L’evoluzione dettata dagli eventi, sarà abbastanza veloce da creare le medesime situazioni di sudditanza operativa descritte in riferimento all’analfabetismo degli anni 50’.

Superata la fase di analfabetismo funzionale, ci troveremo a dover operare, all’improvviso, in condizioni di analfabetismo informatico e digitale, intendendo per analfabetismo informatico l’incapacità delle persone di operare mediante un computer, di leggere, scrivere e valutare criticamente informazioni reperite su Internet. Tale grado di analfabetismo, se escludiamo quello digitale, dominio assoluto delle giovani leve fin dagli albori della vita, condurrà inevitabilmente a situazioni di subalternità ben più marcate di quelle originate a suo tempo dall’analfabetismo culturale. Lasciando ai bravi specialisti l’onere di predisporre i relativi programmi (fortunatamente ne abbiamo parecchi), non sarà altrettanto facile operare all’interno di detti programmi, anche per chi dispone di una discreta conoscenza del linguaggio. Certamente i giovani saranno quelli che, prima degli anziani, riusciranno a operare con una certa facilità; ma quanti, per età ed esperienza, saranno in grado di assicurare sufficienti condizioni di “alfabetismo informatico e funzionale”?

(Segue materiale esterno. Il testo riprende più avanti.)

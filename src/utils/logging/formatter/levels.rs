/// Processing level determination for hierarchical log output

#[derive(Debug, Clone, Copy, PartialEq, Eq)]
pub enum ProcessingLevel {
    Root,   // Top level operations
    Stage,  // Major processing stages
    Step,   // Individual steps within stages
    Detail, // Detailed information
}

/// Determines the processing level of a log message based on its content
pub fn determine_processing_level(message: &str) -> ProcessingLevel {
    // Root level - main operations
    if message.contains("Processing file")
        || (message.contains("Found") && message.contains("file(s) to process"))
        || message.contains("Batch finished")
    {
        return ProcessingLevel::Root;
    }

    // Stage level - detection start and results
    if message.starts_with("Starting") && message.contains("detection") {
        return ProcessingLevel::Stage;
    }

    if message.contains("Detection completed")
        || message.contains("hard-cut insertion point(s)")
        || message.contains("Profile selected")
    {
        return ProcessingLevel::Stage;
    }

    // Step level - backend runs and report handling
    if message.starts_with("Running")
        && (message.contains("silence analysis")
            || message.contains("black analysis")
            || message.contains("frame analysis")
            || message.contains("scene analysis"))
    {
        return ProcessingLevel::Step;
    }

    if message.starts_with("Reports parsed")
        || message.contains("Reading reports from")
        || message.contains("Getting media info")
        || message.contains("Media duration")
        || message.contains("container chapter mark(s)")
    {
        return ProcessingLevel::Step;
    }

    // Detail level - supporting information
    ProcessingLevel::Detail
}
use serde::{Deserialize, Serialize};

use crate::analysis::CloseOverlapPolicy;

#[derive(Debug, Clone, PartialEq, Serialize, Deserialize)]
pub struct ToolsConfig {
    pub ffmpeg: String,
    pub ffprobe: String,
}

impl Default for ToolsConfig {
    fn default() -> Self {
        Self {
            ffmpeg: "ffmpeg".to_string(),
            ffprobe: "ffprobe".to_string(),
        }
    }
}

#[derive(Debug, Clone, PartialEq, Serialize, Deserialize)]
pub struct LoggingConfig {
    pub level: String,
    pub show_timestamps: bool,
    pub colored_output: bool,
}

impl Default for LoggingConfig {
    fn default() -> Self {
        Self {
            level: "info".to_string(),
            show_timestamps: false,
            colored_output: true,
        }
    }
}

#[derive(Debug, Clone, PartialEq, Serialize, Deserialize)]
pub struct DetectionConfig {
    pub default_profile: String,
    /// Seconds at either end of the media where breaks are ignored
    pub edge_margin: f64,
    /// Files analysed at once; 0 uses the available parallelism
    pub max_parallel_jobs: usize,
    /// Read chapter marks from the container and use them for the fallback
    pub use_container_chapters: bool,
}

impl Default for DetectionConfig {
    fn default() -> Self {
        Self {
            default_profile: "sensitive".to_string(),
            edge_margin: 1.0,
            max_parallel_jobs: 0,
            use_container_chapters: false,
        }
    }
}

fn default_close_overlap_tolerance() -> f64 {
    0.1
}

fn default_confirm_black_percentage() -> i32 {
    95
}

fn default_chapter_confirm_black_percentage() -> i32 {
    90
}

fn default_chapter_min_silence() -> f64 {
    0.01
}

fn default_synth_black_percentage() -> i32 {
    95
}

fn default_synth_min_duration() -> f64 {
    0.01
}

fn default_frame_rate() -> f64 {
    29.97
}

/// A detection profile as written in the YAML file.
#[derive(Debug, Clone, PartialEq, Serialize, Deserialize)]
pub struct RawProfile {
    pub title: String,

    // backend filter settings
    pub silence_noise_db: f64,
    pub silence_detect_duration: f64,
    pub black_detect_duration: f64,
    pub black_picture_threshold: f64,
    pub black_pixel_threshold: f64,

    pub min_silence_duration: f64,
    pub min_black_duration: f64,

    pub min_overlap: f64,
    #[serde(default = "default_close_overlap_tolerance")]
    pub close_overlap_tolerance: f64,
    #[serde(default)]
    pub close_overlap_policy: CloseOverlapPolicy,
    #[serde(default = "default_confirm_black_percentage")]
    pub confirm_black_percentage: i32,
    #[serde(default = "default_chapter_confirm_black_percentage")]
    pub chapter_confirm_black_percentage: i32,
    #[serde(default = "default_chapter_min_silence")]
    pub chapter_min_silence: f64,
    #[serde(default)]
    pub use_frame_analysis: bool,

    #[serde(default = "default_synth_black_percentage")]
    pub synth_black_percentage: i32,
    #[serde(default = "default_synth_min_duration")]
    pub synth_min_duration: f64,
    #[serde(default = "default_frame_rate")]
    pub frame_rate: f64,

    #[serde(default)]
    pub merge_gap: f64,
    #[serde(default)]
    pub min_period_duration: f64,
    #[serde(default)]
    pub scene_threshold: Option<f64>,
    #[serde(default)]
    pub chapter_marks: Vec<f64>,
}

L’urgenza di adottare l’informatizzazione dei servizi imposta dal dopo Covid, determinerà ancora una volta una sorta di subalternità, non solo fra il cittadino medio e gli operatori informatici, ma soprattutto fra l’informatico stesso e i superiori livelli funzionali, sia pubblici sia privati.

Quale sarà il corretto rapporto? Certamente non ci sarà più l’esortazione nostrana di “mi fàisi sa caridàdi”, che potrà eventualmente riemergere nel rapporto fra privati, ma la rigorosa applicazione di norme e il rispetto dei rispettivi ruoli, che garantiscano la rigorosa tutela della privacy.

Quale sarà il supporto del quale potrà godere il cittadino medio nell’immediato, in attesa che le nuove generazioni assurgano a posizioni funzionali e dirigenziali adeguate?

La speranza è che non sia sempre lui, a dover subire le conseguenze di questa nuova forma di alfabetismo informatico e funzionale, venendosi a trovarsi, ancora una volta, in condizioni di subalternità nei confronti dell’Informatico di turno o della struttura di supporto, all’uopo preposta dal Governo in carica.